A Moroccan soil spectral library use framework for improving soil property prediction: Evaluating a geostatistical approach

A soil spectrum generated by any spectrometer requires a calibration model to estimate soil properties from it. To achieve best results, the assumption is that locally calibrated models offer more accurate predictions. However, achieving this higher accuracy comes with associated costs, complexity, and resource requirements, thus limiting widespread adoption. Furthermore, there is a lack of comprehensive frameworks for developing and utilizing soil spectral libraries (SSLs) to make predictions for specific samples. While calibration samples are necessary, there is the need to optimize SSL development through strategically determining the quantity, location, and timing of these samples based on the quality of the information in the library. This research aimed to develop a spatially optimized SSL and propose a use-framework tailored for predicting soil properties for a specific farmland context. Consequently, the Moroccan SSL (MSSL) was established utilizing a stratified spatially balanced sampling design, using six environmental covariates and FAO soil units.

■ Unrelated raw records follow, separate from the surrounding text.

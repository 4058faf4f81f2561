use serde::{Deserialize, Serialize};

/// Dados do cliente exibidos no orçamento. Todos os campos são texto livre;
/// nada é validado, apenas reformatado para exibição.
#[derive(Debug, Clone, Serialize, Deserialize)]
pub struct Client {
    pub company_name: String,
    /// CNPJ da empresa, aceito em qualquer formato.
    pub tax_id: String,
    pub representative_name: Option<String>,
    /// CPF do representante.
    pub representative_tax_id: Option<String>,
    pub machine_brand: Option<String>,
    pub machine_model: Option<String>,
}

impl Client {
    pub fn new(company_name: impl Into<String>, tax_id: impl Into<String>) -> Self {
        Client {
            company_name: company_name.into(),
            tax_id: tax_id.into(),
            representative_name: None,
            representative_tax_id: None,
            machine_brand: None,
            machine_model: None,
        }
    }

    pub fn with_representative(
        mut self,
        name: impl Into<String>,
        tax_id: impl Into<String>,
    ) -> Self {
        self.representative_name = Some(name.into());
        self.representative_tax_id = Some(tax_id.into());
        self
    }

    pub fn with_machine(mut self, brand: impl Into<String>, model: impl Into<String>) -> Self {
        self.machine_brand = Some(brand.into());
        self.machine_model = Some(model.into());
        self
    }

    /// The representative line is rendered when at least one of the two
    /// fields is present and non-empty.
    pub fn has_representative_info(&self) -> bool {
        non_empty(&self.representative_name) || non_empty(&self.representative_tax_id)
    }

    /// Same rule for the machine brand/model line.
    pub fn has_machine_info(&self) -> bool {
        non_empty(&self.machine_brand) || non_empty(&self.machine_model)
    }
}

fn non_empty(field: &Option<String>) -> bool {
    field.as_deref().is_some_and(|s| !s.trim().is_empty())
}

#[cfg(test)]
mod tests {
    use super::*;

    #[test]
    fn test_no_representative_info_when_both_missing() {
        let client = Client::new("Padaria Central", "12345678000190");
        assert!(!client.has_representative_info());
        assert!(!client.has_machine_info());
    }

    #[test]
    fn test_representative_info_with_single_field() {
        let mut client = Client::new("Padaria Central", "12345678000190");
        client.representative_name = Some("João".to_string());
        assert!(client.has_representative_info());
    }

    #[test]
    fn test_blank_fields_count_as_missing() {
        let mut client = Client::new("Padaria Central", "12345678000190");
        client.representative_name = Some("   ".to_string());
        client.representative_tax_id = Some(String::new());
        assert!(!client.has_representative_info());
    }

    #[test]
    fn test_machine_info_with_single_field() {
        let mut client = Client::new("Padaria Central", "12345678000190");
        client.machine_model = Some("MX-500".to_string());
        assert!(client.has_machine_info());
    }
}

Subsequently, various criteria for calibration sample selection were explored, including a spatial autocorrelation of spectra principal component (PC) scores (spatial calibration sample selection), spectra similarity memory-based learner (MBL), and selection based on environmental covariate clustering. Twelve soil properties were used to evaluate these calibration sample selections to predict soil properties using the near infrared (NIR) and mid infrared (MIR) ranges. Among the methods assessed, we observed distinct precision improvements resulting from spatial sample selection and MBL compared to the use of the entire MSSL. Notably, the Lin's Concordance Correlation Coefficient (CCC) values using the spatial calibration sample selection was improved for Olsen extractable phosphorus (OlsenP) by 41.3% and Mehlich III extractable phosphorus (P_M3) by 8.5% for the MIR spectra and for CEC by 25.6%, pH by 13.0% and total nitrogen (Tot_N) by 10.6% for the NIR spectra in reference to use of the entire MSSL. Utilizing the spatial autocorrelation of the spectra PC scores proved beneficial in identifying appropriate calibration samples for a new sample location, thereby enhancing prediction performance comparable to, or surpassing that of the use of the entire MSSL. This study signifies notable advancement in crafting targeted models tailored for specific samples within a vast and diverse SSL.